Gli studi erano raramente menzionati. Gli artisti accreditati solo quando qualcuno chiedeva. Non era malizioso, era semplicemente come funzionava il sistema.

Oggi, quel sistema non funziona più così bene. Viviamo in un'era in cui gli annunci creati digitalmente vengono accolti con scetticismo istantaneo. Quando qualcosa sembra troppo liscio, troppo lucido, troppo fluido, la prima reazione è spesso: questo è probabilmente IA. E per molti pubblici, quella supposizione porta ancora una carica negativa.

In quell'ambiente, l'anonimato diventa una responsabilità. Essere espliciti su chi ha fatto qualcosa ora funziona come prova. La paternità è diventata parte del valore.

Cosa è cambiato?

L'anno scorso ha reso impossibile ignorare una cosa: i feed sono pieni, veloci e sempre più difficili da distinguere. L'IA non ha creato quel problema da sola, ma lo ha accelerato, e tutti sentono la fatica.

In risposta, i brand non si sono allontanati dalla tecnologia. Hanno fatto qualcosa di più interessante. Hanno iniziato a puntare sulla paternità.

Questa ultima stagione natalizia è stata un segnale chiaro.

Intermarché ha puntato sull'animazione e sullo storytelling per il suo film natalizio, sviluppato con il suo partner di agenzia di lunga data BETC. Il risultato non sembrava "contenuto" — si è presentato come un cortometraggio con un chiaro punto di vista creativo. La campagna si è diffusa ben oltre i social, è diventata virale ed è stata ripresa dai principali giornali e dalla stampa specializzata.

Porsche ha seguito un istinto simile con il suo film natalizio illustrato, creato da Parallel Studio. Importante quanto l'aspetto visivo era il modo in cui il lavoro è stato condiviso: lo studio non era nascosto. Era parte della storia.

Poi c'era Chanel, che ha pubblicato una campagna in realtà mista diretta da Gordon von Steiner che combinava illustrazioni di Sarah Martinon e VFX — un pezzo tecnicamente complesso che non ha cercato di mascherare la sua costruzione. Invece, il mestiere era visibile, stratificato e apertamente accreditato, posizionando la miscela di tecniche come una caratteristica piuttosto che qualcosa da levigare.

Al di fuori della finestra natalizia, lo stesso schema è apparso altrove.

Rimowa e Burberry hanno entrambi puntato su stili di illustrazione classici — lavori che avrebbero potuto essere sostituiti da soluzioni più veloci ed economiche, ma non lo sono stati.
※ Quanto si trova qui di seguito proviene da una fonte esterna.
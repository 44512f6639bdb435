//! Qibla direction and prayer-time engine.
//!
//! This crate contains the pure computations behind the app:
//! - Geo: great-circle bearing and Haversine distance to the Kaaba
//! - Timetable: a day's named events and next-event resolution with rollover
//! - Iqama: secondary times derived from adhan times under venue rules
//! - Alignment: heading-relative delta for the live compass
//!
//! Nothing here performs I/O or reads the clock; callers pass "now" and the
//! season in explicitly.

pub mod alignment;
pub mod clock;
mod error;
pub mod geo;
pub mod iqama;
pub mod schedule;
pub mod season;
pub mod timetable;
pub mod venue;

pub use alignment::{AlignmentState, DEFAULT_TOLERANCE_DEGREES};
pub use clock::ClockTime;
pub use error::EngineError;
pub use geo::{Bearing, CardinalLabel, Coordinate};
pub use iqama::{RuleSet, SeasonalBranch, SeasonalRule, SecondaryTimeRule};
pub use schedule::{DaySchedule, DirectionReport, ScheduleEntry};
pub use season::SeasonPolicy;
pub use timetable::{EventName, EventTimeTable, NextEvent, STANDARD_ORDER};
pub use venue::{Venue, find_venue};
La scelta stessa è diventata il messaggio.

Dove si posiziona il 2026

Quindi il 2026 non sembra un rifiuto dell'IA, e non sembra nemmeno un ritorno a "come erano le cose prima". Sembra più una ricalibrazione.
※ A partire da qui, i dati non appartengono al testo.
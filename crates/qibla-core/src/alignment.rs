//! Heading-relative alignment against a target bearing.
//!
//! Each sensor sample produces a fresh [`AlignmentState`]. Nothing is kept
//! between calls, so samples may arrive irregularly or from several threads.
//! Smoothing the needle between snapshots is left to the renderer.

use rayon::prelude::*;
use serde::Serialize;

use crate::error::EngineError;
use crate::geo::Bearing;

/// Default half-width of the "aligned" window, in degrees.
pub const DEFAULT_TOLERANCE_DEGREES: f64 = 5.0;

/// Alignment snapshot for one heading sample.
#[derive(Debug, Clone, Copy, PartialEq, Serialize)]
pub struct AlignmentState {
    pub target_bearing: Bearing,
    pub current_heading: Bearing,
    /// Signed shortest turn from the heading to the target, in `[-180, 180]`.
    /// Positive means turn clockwise.
    pub delta_degrees: f64,
    pub is_aligned: bool,
}

impl AlignmentState {
    /// Angle at which to draw the target on a dial that rotates with the device.
    pub fn needle_rotation(&self) -> Bearing {
        Bearing::normalized(self.target_bearing.degrees() - self.current_heading.degrees())
    }
}

/// Signed shortest angular difference from `current` to `target`.
pub fn signed_delta(target: Bearing, current: Bearing) -> f64 {
    (target.degrees() - current.degrees() + 540.0).rem_euclid(360.0) - 180.0
}

/// Validates an alignment tolerance: finite and non-negative.
pub fn check_tolerance(tolerance_degrees: f64) -> Result<f64, EngineError> {
    if !tolerance_degrees.is_finite() || tolerance_degrees < 0.0 {
        return Err(EngineError::InvalidTolerance {
            value: tolerance_degrees,
        });
    }
    Ok(tolerance_degrees)
}

/// Computes the alignment snapshot for a single heading sample.
///
/// `current_heading` is a raw sensor value and must be finite and in
/// `[0, 360)`.
pub fn update(
    target_bearing: Bearing,
    current_heading: f64,
    tolerance_degrees: f64,
) -> Result<AlignmentState, EngineError> {
    let tolerance_degrees = check_tolerance(tolerance_degrees)?;
    let current_heading = Bearing::new(current_heading)?;
    let delta_degrees = signed_delta(target_bearing, current_heading);

    Ok(AlignmentState {
        target_bearing,
        current_heading,
        delta_degrees,
        is_aligned: delta_degrees.abs() < tolerance_degrees,
    })
}

/// Applies [`update`] to a batch of samples in parallel.
///
/// Output order matches input order. A bad sample only fails its own slot.
pub fn track(
    target_bearing: Bearing,
    samples: &[f64],
    tolerance_degrees: f64,
) -> Vec<Result<AlignmentState, EngineError>> {
    samples
        .par_iter()
        .map(|&heading| update(target_bearing, heading, tolerance_degrees))
        .collect()
}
I brand si stanno ancora muovendo velocemente, ma sono più consapevoli di ciò che mettono nel mondo. Sono più aperti su come viene fatto il lavoro, chi lo ha plasmato e perché appare come appare. Gli artisti non sono più nascosti sullo sfondo — sono parte della narrazione.

E quella visibilità cambia le cose. Per i creativi, costruisce riconoscimento e fiducia. Per i team di marketing, aggiunge credibilità in un panorama dove l'uniformità è il vero rischio. Per il pubblico, rende il lavoro più facile da collegare, perché sembra creato piuttosto che assemblato.

Se c'è qualcosa che definisce questo momento, è questo. Non gli strumenti, non le piattaforme, ma un rinnovato focus sull'intenzione. Sulle persone. Sull'idea che il buon lavoro viene ancora da qualcuno che sceglie di prendersi cura.